EDIT: It looks like the filter function is a primary culprit. Changing to this yields much better results:

df = DataFrame(a = rand(1:5_000, 15_000), b = rand(1:2_500, 15_000)) |> unique!
vs = unique(vcat(df.a, df.b))
n = length(vs)
g = SimpleGraph(n)

Threads.@threads for v in vertices(g)
    for cv in df[df.a .== vs[v], :b]
        add_edge!(g, v, findfirst(x -> x == cv, vs))
    end
end

Indeed. If the data was ordered relative to the a fields, you could use just a slice instead, and that would be much faster.

1 Like

I don’t see a Base.slice, is there a package that exports a slice function?

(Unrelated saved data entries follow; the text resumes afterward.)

//! Lifecycle state machine.
//!
//! The five states and their legal edges live in one place: an automatic
//! edge evaluated after every payment mutation, and a single [`apply`]
//! function for the user-confirmed edges. Transitions are monotonic
//! forward with one backward edge, `Retention` -> `Terminated`, used to
//! correct a mistaken termination confirmation.
//!
//! The automatic edge never runs backwards: a contract that re-gains a
//! positive balance (say, after a payment is deleted) stays `Closed`.

use chrono::NaiveDate;
use tracing::{debug, info};

use contract_ledger::{compute_ledger, Contract, ContractState, LedgerError, Result};

/// A user-confirmed lifecycle action.
#[derive(Debug, Clone, Copy, PartialEq)]
pub enum LifecycleAction {
    /// Confirm termination, stamping the user-supplied date (not "now").
    /// Entry into the guarantee period is part of the same transaction.
    ConfirmTermination { date: NaiveDate },
    /// Undo a mistaken termination confirmation
    RevertTermination,
    /// Release the contract once the retained amount has been collected
    Release,
}

impl LifecycleAction {
    /// The state this action lands in when legal, for error reporting.
    fn target(&self) -> ContractState {
        match self {
            Self::ConfirmTermination { .. } => ContractState::Retention,
            Self::RevertTermination => ContractState::Terminated,
            Self::Release => ContractState::Released,
        }
    }
}

/// Evaluate the automatic `Active` -> `Closed` edge.
///
/// Fires iff the remaining balance is zero or negative while the
/// contract is `Active`; every other state passes through unchanged.
/// Must be re-run after each payment insertion, edit, or deletion,
/// against the post-mutation payment set.
pub fn evaluate_auto_transition(contract: &Contract) -> ContractState {
    if contract.state == ContractState::Active {
        let summary = compute_ledger(contract);
        if summary.remaining_balance <= 0.0 {
            debug!(
                contract_id = %contract.id,
                remaining_balance = summary.remaining_balance,
                "remaining balance reached zero"
            );
            return ContractState::Closed;
        }
    }
    contract.state
}

/// Apply a user-confirmed action, mutating the contract on success.
///
/// Any (state, action) pair outside the legal edges is rejected with
/// [`LedgerError::InvalidStateTransition`] naming both states.
pub fn apply(contract: &mut Contract, action: LifecycleAction) -> Result<ContractState> {
    let from = contract.state;
    match (from, action) {
        // Termination confirmation immediately enters the guarantee
        // period; `Terminated` as a source covers re-attempts after a
        // reversal.
        (
            ContractState::Active | ContractState::Closed | ContractState::Terminated,
            LifecycleAction::ConfirmTermination { date },
        ) => {
            contract.actual_termination_date = Some(date);
            contract.state = ContractState::Retention;
            info!(
                contract_id = %contract.id,
                from = %from,
                termination_date = %date,
                "termination confirmed, guarantee period started"
            );
            Ok(contract.state)
        }
        (ContractState::Retention, LifecycleAction::RevertTermination) => {
            contract.actual_termination_date = None;
            contract.retention_collected = false;
            contract.state = ContractState::Terminated;
            info!(contract_id = %contract.id, "termination reverted, retention data discarded");
            Ok(contract.state)
        }
        (ContractState::Retention, LifecycleAction::Release) => {
            // Release is only legal once collection has been confirmed;
            // crossing the eligibility date alone never releases.
            if !contract.retention_collected {
                return Err(LedgerError::InvalidStateTransition {
                    from,
                    to: ContractState::Released,
                });
            }
            contract.state = ContractState::Released;
            info!(contract_id = %contract.id, "retained amount collected, contract released");
            Ok(contract.state)
        }
        (from, action) => Err(LedgerError::InvalidStateTransition {
            from,
            to: action.target(),
        }),
    }
}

What I meant was that you could use something like

i = 1 
for v in vertices(g)
     j = findlast(x->x==v,df.a)
     if j != nothing
         cv = df.b[i:j]
         i = j + 1
     end
end

This appears to be about ~3 times faster than using cv = df[df.a .== vs[1], :b], but I noticed
that this alternative appears to be fast enough, isn’t it?

(I didn’t test the code to guarantee that it exactly returns the same thing you want).

1 Like

I see, thanks! Yes, just changing the find function took care of it.